** Required work **
Within the data that follows, how many lines carry the string "invocations"? Give the number alone.

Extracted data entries

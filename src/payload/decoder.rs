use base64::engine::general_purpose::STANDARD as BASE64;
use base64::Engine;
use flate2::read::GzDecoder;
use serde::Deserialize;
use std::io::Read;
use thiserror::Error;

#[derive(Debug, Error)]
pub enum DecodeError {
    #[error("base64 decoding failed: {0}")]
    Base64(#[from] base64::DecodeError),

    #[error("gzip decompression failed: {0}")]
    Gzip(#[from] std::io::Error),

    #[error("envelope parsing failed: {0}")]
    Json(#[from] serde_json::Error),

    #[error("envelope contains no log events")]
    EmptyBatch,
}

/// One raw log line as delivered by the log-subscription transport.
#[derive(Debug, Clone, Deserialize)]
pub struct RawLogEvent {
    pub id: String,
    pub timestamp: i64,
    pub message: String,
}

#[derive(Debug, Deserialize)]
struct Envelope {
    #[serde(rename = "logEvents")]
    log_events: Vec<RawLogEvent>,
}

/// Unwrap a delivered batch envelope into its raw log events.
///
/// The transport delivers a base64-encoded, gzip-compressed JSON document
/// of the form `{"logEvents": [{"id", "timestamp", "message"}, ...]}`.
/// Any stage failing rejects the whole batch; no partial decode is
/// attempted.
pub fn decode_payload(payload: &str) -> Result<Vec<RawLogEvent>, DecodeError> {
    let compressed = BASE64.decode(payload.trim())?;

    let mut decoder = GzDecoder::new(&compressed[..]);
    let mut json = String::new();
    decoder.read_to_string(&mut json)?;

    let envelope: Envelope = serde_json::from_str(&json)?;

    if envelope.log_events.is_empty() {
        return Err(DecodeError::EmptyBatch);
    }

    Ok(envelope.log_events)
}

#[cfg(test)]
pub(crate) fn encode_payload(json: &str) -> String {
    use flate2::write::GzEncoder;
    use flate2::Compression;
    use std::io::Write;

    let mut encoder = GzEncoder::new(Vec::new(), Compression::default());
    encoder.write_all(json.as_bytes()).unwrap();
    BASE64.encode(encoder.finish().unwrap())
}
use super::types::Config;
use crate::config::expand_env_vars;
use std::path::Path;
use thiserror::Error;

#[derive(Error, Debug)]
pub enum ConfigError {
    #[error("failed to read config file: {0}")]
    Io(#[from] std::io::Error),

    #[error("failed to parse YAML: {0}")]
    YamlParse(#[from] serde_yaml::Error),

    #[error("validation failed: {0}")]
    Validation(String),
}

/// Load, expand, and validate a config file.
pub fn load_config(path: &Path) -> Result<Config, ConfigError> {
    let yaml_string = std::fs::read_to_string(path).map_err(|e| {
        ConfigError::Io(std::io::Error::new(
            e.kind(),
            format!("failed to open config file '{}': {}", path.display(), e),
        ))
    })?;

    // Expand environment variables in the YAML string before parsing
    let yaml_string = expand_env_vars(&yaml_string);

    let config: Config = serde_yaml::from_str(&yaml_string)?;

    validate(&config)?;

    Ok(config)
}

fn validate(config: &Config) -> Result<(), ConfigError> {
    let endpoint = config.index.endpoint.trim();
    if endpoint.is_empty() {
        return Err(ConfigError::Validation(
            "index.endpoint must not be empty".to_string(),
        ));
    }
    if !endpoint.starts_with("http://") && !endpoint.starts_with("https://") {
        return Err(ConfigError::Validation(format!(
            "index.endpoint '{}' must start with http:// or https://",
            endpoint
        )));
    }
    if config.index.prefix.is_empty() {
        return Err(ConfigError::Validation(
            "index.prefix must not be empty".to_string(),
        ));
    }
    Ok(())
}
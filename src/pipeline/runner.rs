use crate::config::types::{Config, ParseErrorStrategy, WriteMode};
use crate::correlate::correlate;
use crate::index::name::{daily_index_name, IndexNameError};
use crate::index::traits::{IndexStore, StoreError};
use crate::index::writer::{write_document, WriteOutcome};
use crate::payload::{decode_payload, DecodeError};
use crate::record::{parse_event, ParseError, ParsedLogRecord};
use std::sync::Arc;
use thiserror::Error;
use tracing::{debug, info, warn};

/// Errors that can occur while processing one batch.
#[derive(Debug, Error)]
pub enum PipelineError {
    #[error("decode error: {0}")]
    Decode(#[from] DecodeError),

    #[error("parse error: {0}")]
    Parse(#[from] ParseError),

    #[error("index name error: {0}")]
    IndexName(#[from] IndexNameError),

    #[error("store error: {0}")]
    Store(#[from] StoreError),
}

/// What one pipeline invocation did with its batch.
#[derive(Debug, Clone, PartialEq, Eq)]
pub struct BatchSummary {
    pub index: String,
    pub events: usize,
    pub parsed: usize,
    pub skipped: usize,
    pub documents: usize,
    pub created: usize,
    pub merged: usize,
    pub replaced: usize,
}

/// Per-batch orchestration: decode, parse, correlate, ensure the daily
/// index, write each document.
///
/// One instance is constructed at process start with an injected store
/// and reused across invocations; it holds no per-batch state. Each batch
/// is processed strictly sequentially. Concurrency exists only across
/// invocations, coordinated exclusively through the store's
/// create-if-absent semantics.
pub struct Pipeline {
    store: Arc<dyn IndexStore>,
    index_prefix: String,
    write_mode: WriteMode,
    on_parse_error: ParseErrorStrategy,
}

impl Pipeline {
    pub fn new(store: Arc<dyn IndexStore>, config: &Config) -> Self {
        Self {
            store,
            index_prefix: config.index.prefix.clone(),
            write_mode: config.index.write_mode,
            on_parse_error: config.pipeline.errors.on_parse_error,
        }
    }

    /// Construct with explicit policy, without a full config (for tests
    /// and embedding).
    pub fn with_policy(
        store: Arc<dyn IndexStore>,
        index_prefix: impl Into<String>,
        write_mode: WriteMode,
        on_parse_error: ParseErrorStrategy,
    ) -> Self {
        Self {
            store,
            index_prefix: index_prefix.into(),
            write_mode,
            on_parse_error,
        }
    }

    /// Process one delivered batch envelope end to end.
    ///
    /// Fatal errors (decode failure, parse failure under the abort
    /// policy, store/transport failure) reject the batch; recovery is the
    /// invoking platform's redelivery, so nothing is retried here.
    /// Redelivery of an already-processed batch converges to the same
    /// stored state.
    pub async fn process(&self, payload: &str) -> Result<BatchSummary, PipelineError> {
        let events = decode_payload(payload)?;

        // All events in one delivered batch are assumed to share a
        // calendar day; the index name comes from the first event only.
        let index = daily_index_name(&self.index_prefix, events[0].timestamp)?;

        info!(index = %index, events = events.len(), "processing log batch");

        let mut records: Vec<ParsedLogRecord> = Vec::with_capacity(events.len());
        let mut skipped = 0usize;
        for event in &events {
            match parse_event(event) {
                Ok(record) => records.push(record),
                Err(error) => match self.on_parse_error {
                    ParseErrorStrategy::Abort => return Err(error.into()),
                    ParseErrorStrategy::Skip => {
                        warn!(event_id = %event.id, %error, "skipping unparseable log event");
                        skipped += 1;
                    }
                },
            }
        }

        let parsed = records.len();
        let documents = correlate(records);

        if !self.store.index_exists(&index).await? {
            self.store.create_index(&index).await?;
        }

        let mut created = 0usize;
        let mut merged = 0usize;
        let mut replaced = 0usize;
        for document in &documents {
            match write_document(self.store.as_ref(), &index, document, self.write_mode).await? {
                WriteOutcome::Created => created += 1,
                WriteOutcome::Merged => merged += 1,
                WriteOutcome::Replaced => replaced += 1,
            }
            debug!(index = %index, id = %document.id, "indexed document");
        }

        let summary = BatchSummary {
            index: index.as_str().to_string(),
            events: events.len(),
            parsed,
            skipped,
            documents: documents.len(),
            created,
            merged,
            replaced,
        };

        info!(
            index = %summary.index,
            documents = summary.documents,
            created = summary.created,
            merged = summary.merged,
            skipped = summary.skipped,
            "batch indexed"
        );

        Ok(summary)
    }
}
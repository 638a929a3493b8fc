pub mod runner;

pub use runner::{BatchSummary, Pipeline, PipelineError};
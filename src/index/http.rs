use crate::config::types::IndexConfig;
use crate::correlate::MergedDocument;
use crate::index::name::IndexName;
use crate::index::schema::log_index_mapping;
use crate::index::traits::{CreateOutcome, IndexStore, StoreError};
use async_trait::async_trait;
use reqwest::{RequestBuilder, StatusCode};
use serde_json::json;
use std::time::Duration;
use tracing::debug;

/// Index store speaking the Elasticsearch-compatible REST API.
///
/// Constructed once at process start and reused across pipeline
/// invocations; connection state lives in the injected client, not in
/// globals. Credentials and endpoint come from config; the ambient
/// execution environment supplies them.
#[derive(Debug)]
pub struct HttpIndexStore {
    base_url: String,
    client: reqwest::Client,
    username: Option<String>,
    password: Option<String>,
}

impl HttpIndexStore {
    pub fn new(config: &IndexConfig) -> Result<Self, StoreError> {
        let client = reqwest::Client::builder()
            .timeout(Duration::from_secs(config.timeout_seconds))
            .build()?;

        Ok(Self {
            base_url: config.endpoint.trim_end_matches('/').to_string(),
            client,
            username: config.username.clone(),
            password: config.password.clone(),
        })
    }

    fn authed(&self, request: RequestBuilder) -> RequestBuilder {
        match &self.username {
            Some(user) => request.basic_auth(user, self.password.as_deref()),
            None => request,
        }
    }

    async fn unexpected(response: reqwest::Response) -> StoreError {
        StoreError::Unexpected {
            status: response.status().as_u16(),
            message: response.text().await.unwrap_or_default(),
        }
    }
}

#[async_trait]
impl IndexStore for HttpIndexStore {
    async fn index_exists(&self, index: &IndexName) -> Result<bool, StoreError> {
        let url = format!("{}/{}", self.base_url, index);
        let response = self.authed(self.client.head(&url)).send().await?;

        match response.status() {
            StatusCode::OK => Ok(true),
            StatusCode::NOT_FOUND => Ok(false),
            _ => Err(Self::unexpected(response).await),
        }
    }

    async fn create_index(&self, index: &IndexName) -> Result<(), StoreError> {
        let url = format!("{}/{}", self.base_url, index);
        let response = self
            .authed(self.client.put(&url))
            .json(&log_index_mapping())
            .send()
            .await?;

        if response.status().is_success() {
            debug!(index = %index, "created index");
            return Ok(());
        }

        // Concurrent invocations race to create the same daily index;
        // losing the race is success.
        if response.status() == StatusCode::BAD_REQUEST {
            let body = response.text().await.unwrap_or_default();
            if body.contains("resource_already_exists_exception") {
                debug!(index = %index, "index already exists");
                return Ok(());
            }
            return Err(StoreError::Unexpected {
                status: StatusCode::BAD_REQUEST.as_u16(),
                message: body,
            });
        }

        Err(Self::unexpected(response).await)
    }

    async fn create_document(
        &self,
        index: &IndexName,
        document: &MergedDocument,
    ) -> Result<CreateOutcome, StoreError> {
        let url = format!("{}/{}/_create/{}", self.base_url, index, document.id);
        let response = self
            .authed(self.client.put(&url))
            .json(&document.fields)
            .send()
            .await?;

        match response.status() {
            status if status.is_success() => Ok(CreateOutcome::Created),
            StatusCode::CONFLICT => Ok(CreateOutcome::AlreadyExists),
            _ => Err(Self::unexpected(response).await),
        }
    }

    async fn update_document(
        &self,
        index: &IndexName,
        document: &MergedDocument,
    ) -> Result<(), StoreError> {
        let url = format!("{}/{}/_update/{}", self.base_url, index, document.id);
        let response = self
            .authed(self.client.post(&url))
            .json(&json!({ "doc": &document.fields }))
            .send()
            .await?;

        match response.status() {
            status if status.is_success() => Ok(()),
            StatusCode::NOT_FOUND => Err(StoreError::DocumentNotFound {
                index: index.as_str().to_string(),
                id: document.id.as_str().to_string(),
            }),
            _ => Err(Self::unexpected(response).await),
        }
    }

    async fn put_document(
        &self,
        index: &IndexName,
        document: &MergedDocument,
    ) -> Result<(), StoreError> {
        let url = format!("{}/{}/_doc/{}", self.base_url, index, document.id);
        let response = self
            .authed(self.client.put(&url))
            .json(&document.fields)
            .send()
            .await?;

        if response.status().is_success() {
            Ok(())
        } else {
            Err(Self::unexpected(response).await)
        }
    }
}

** Result for this exercise **
4